In Oldoerp, the District Court originally upheld MetLife’s claim decision, ruling that its decision to deny benefits was not an abuse of discretion. However, on appeal, the Ninth Circuit, following CIGNA Corp. v. Amara, 131 S. Ct. 1866 (2011), overturned that ruling because the discretionary language was contained in a summary plan description, but not the acutal plan. On remand, applying the de novo standard of review, the district court ruled in Oldoerp’s favor, finding that “Oldoerp, more likely than not, was disabled under the plan’s[IC1] terms beginning in August 2007,” and that her disability persisted after February 13, 2008, the date MetLife determined she was capable of returning to work.
In reaching this ruling, the District Court reviewed the medical evidence in the Administrative Record, as well as Oldoerp’s Social Security Disability Insurance file, after finding that it was “necessary . . . for an adequate de novo review.” First, noting that MetLife had previously approved Oldoerp’s LTD claim, in order to find that Oldoerp was not longer disabled, “one would expect the [evidence] to show an improvement, not [simply] a lack of degeneration.” However, the record did not reveal that Oldoerp’s condition improved. Rather, the records of Dr. Becky Simonelic, a psychologist who “treated Oldoerp longer and more often than any other medical professional in the record,” showed that Oldoerp’s condition had actually “deteriorated without significant improvement.”
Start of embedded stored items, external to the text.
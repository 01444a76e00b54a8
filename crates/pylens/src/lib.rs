//! Public entry points (§4.8 "GET/PUT orchestration"): re-exports of the
//! lens algebra, its container protocol, and its GET/PUT engine, plus
//! `get`/`put` free functions that accept anything coercible into a
//! [`Lens`] — mirroring the Python source's module-level `get()`/`put()`,
//! which likewise coerce a bare string into a `Literal` lens before
//! dispatching.

use std::rc::Rc;

pub use pylens_base::{check_consumption, with_check_consumption, LensError, Result};
pub use pylens_containers::{Alignment, AttributeSpec, Container, ObjectSchema, SubContainerSpec};
pub use pylens_item::{Item, ItemMeta, LensId, Value, ValueKind};
pub use pylens_lenses::{
    auto_group, blank_line, charsets, hash_comment, key_value, keyword, list_of, new_line,
    one_or_more, optional, whitespace, word, zero_or_more, EmptyMode, Lens, LensOptions, LensType,
    DEFAULT_FORWARD_RECURSION_LIMIT,
};

/// GET: parses `text` against `lens`, producing a model [`Item`]. A
/// non-STORE top-level lens is wrapped transparently (`AutoGroup` in the
/// Python source), so e.g. `get(word("abc"), "cab")` works without the
/// caller adding a `Group` of its own.
pub fn get(lens: impl Into<Lens>, text: impl Into<Rc<str>>) -> Result<Item> {
    pylens_lenses::get(&lens.into(), text)
}

/// PUT: renders `item` back to text through `lens`, weaving unchanged
/// fragments of `original` (if given) and creating fresh text for anything
/// the model introduced.
pub fn put(lens: impl Into<Lens>, item: Item, original: Option<&str>) -> Result<String> {
    pylens_lenses::put(&lens.into(), item, original)
}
In defending the denial decision, MetLife relied on psychologist Marcus J. Goldman, its paid physician who did not examine Oldoerp, but, after conducting a “paper review” opined that she failed to demonstrate psychiatric functional limitations after November 2007. The Court found Dr. Goldman’s conclusions to be “minimally persuasive.” First, while Dr. Goldman criticized the “subjective evidence” used to support Oldoerp’s disablity, the Court noted that an insured is “entitled to rely on credible subjective evidence in support of her claim,” especially when “the record lacks persuasive objective evidence to rebut the credible evidence” supporting the disability. In addition, the court noted that while Dr. Simonelic “consistently observed Oldoerp throughout the pendency of her claim, Goldman never examined Oldoerp,” and explained that “[w]hile an ERISA plan administrator need not provide in-person medical evaluations of its claimants, Simonelic’s in-person observations are more persuasive than Goldman’s paper review.” The Court also noted that “in-person examinations can prove more conducive to an accurate assessment of a claimant’s condition.”
Based on Dr. Simonelic’s opinions, and the other medical evidence in the record, the Court ruled that Oldoerp was entitled to a reinstatement of her LTD benefits. This opinion is very good for insureds. In addition, to holding that the opinions of a doctor who only conducted a “paper review” was only minimally persuasive in the face of a contradictory opinion by a treating physician, the Court also ruled that a Social Secuity Disability Insurance file was necessary for a full de novo review (following Mongeluzo v. Baxter Travenol Long Term Disability Ben.[IC2] Plan, 46 F.3d 938, 943 (9th Cir. 1995)) and that a disability claim can be supported by subjective evidence, especially where there is no contrary objective evidence.